Ethan is a werewolf visiting a small town plagued by a recent infestation of vampires. From the little we know of Ethan, he makes a habit of finding these nests and stomping them out, a genial wanderer who will also brutally murder you if you happen to be undead. Not a whole lot happens in this issue, but it's an engaging read, Todd McCollough dead nailing a dreamlike tone that many try for but rarely succeed at, not surrealism, just tinted with a woozy dread. As the full moon approaches, Ethan begins to change, the color pallet shifting to match, with Ethan being colored more vibrantly than his environment as he starts to feel more alive, and red objects start to grow loomingly more saturated as one thing starts to dominate his thoughts.

Who Needs the Moon - PDF - issue-2The art continues to be genuinely unique. Sometimes the panel composition can feel cluttered and claustrophobic, but McCollough's characters are expressive and memorable, cartoon influenced but necessarily grounded in the grim tone he's crafted. At around 40 pages, McCollough doesn't feel the need to compress the story to fit conventional page counts, letting the story weave around at its own pace but never feeling overly long in the tooth. Like a lot of great horror, it tells its story more with atmosphere than rigid event driven plotting, the reader still left without a great deal of information as to what the true drive of the narrative is, but without handicapping the experience. Who Needs the Moon so far is a story you nurse like a good beer, not in any rush to get anywhere. Once again, my one complaint with the artwork is whenever the story takes place in a dark scene, the colors drop to nearly illegible levels of darkness, blacks, greens, and reds so deep the panels congeal muddily.

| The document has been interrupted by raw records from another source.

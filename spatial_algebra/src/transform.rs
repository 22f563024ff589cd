use nalgebra::{Matrix3, Matrix6, RealField, Rotation3, Unit, UnitQuaternion, Vector3};
use serde::{Deserialize, Serialize};
use std::ops::Mul;

/// A rigid transform holding the pose of a frame B expressed in a frame A.
///
/// We use the terminology a_from_b so that notation matches matrix multiplication,
/// i.e. p_a = a_from_b * p_b and a_from_c = a_from_b * b_from_c.
#[derive(Clone, Copy, Debug, PartialEq, Serialize, Deserialize)]
pub struct Transform<T: RealField + Copy> {
    pub rotation: Matrix3<T>,
    pub translation: Vector3<T>,
}

impl<T> Default for Transform<T>
where
    T: RealField + Copy,
{
    fn default() -> Self {
        Self::identity()
    }
}

impl<T> Transform<T>
where
    T: RealField + Copy,
{
    pub fn new(rotation: Matrix3<T>, translation: Vector3<T>) -> Self {
        Self {
            rotation,
            translation,
        }
    }

    pub fn identity() -> Self {
        Self::new(Matrix3::identity(), Vector3::zeros())
    }

    pub fn from_translation(translation: Vector3<T>) -> Self {
        Self::new(Matrix3::identity(), translation)
    }

    /// Fixed axis roll, pitch, yaw: R = Rz(yaw) * Ry(pitch) * Rx(roll)
    pub fn from_xyz_rpy(xyz: Vector3<T>, rpy: Vector3<T>) -> Self {
        let rotation = Rotation3::from_euler_angles(rpy[0], rpy[1], rpy[2]).into_inner();
        Self::new(rotation, xyz)
    }

    /// Rotation by `angle` about a unit `axis`, no translation.
    pub fn from_axis_angle(axis: &Unit<Vector3<T>>, angle: T) -> Self {
        Self::new(
            Rotation3::from_axis_angle(axis, angle).into_inner(),
            Vector3::zeros(),
        )
    }

    #[inline]
    pub fn inv(&self) -> Self {
        let rotation = self.rotation.transpose();
        Self::new(rotation, -(rotation * self.translation))
    }

    #[inline]
    pub fn transform_point(&self, p: &Vector3<T>) -> Vector3<T> {
        self.rotation * p + self.translation
    }

    pub fn quaternion(&self) -> UnitQuaternion<T> {
        UnitQuaternion::from_rotation_matrix(&Rotation3::from_matrix_unchecked(self.rotation))
    }

    /// 6x6 matrix acting on [angular; linear] motion vectors.
    pub fn motion_matrix(&self) -> Matrix6<T> {
        let r = self.rotation;
        let tr = self.translation.cross_matrix() * r;
        let mut m = Matrix6::zeros();
        m.fixed_view_mut::<3, 3>(0, 0).copy_from(&r);
        m.fixed_view_mut::<3, 3>(3, 0).copy_from(&tr);
        m.fixed_view_mut::<3, 3>(3, 3).copy_from(&r);
        m
    }

    /// 6x6 matrix acting on [angular; linear] force vectors.
    /// Equal to the transpose of the motion matrix of the inverse transform.
    pub fn force_matrix(&self) -> Matrix6<T> {
        let r = self.rotation;
        let tr = self.translation.cross_matrix() * r;
        let mut m = Matrix6::zeros();
        m.fixed_view_mut::<3, 3>(0, 0).copy_from(&r);
        m.fixed_view_mut::<3, 3>(0, 3).copy_from(&tr);
        m.fixed_view_mut::<3, 3>(3, 3).copy_from(&r);
        m
    }

    /// Re-expresses a 6x6 spatial inertia given in frame B into frame A.
    pub fn transform_inertia(&self, inertia: &Matrix6<T>) -> Matrix6<T> {
        let xf = self.force_matrix();
        xf * inertia * xf.transpose()
    }
}

impl<T> Mul<Transform<T>> for Transform<T>
where
    T: RealField + Copy,
{
    type Output = Transform<T>;
    #[inline]
    fn mul(self, rhs: Transform<T>) -> Transform<T> {
        Transform::new(
            self.rotation * rhs.rotation,
            self.rotation * rhs.translation + self.translation,
        )
    }
}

In this issue, it almost works in the books favor, the climax being a truly ugly piece of horror that did its job at paying off the nasty atmosphere it had built up to that point, but it still feels like the night scenes needed a slightly more sophisticated approach to lighting.

I still don't know where this story is going, but unlike the first issue, I no longer find that concerning. Whereas many indie artists can make their stories frustrating when the plots wind about without a strong sense of direction, Todd McCollough demonstrates a surprising command of tone and atmosphere for a self-published creator, this issue being the best work of indie horror I've read in a long time that wasn't written by an established creator with decades of experience behind them. It's the kind of story I picture would have difficulty finding a home in the cliffhanger heavy, tv scripting influenced publishing world, making me more grateful that this writer/artist chose the less fiscally rewarding path of publishing the work himself, rather than trying to shape it into something less interesting that an editor might jump for. The theme of the year still stands, but as of yet, Who Needs the Moon does a fine job of being the exception to both.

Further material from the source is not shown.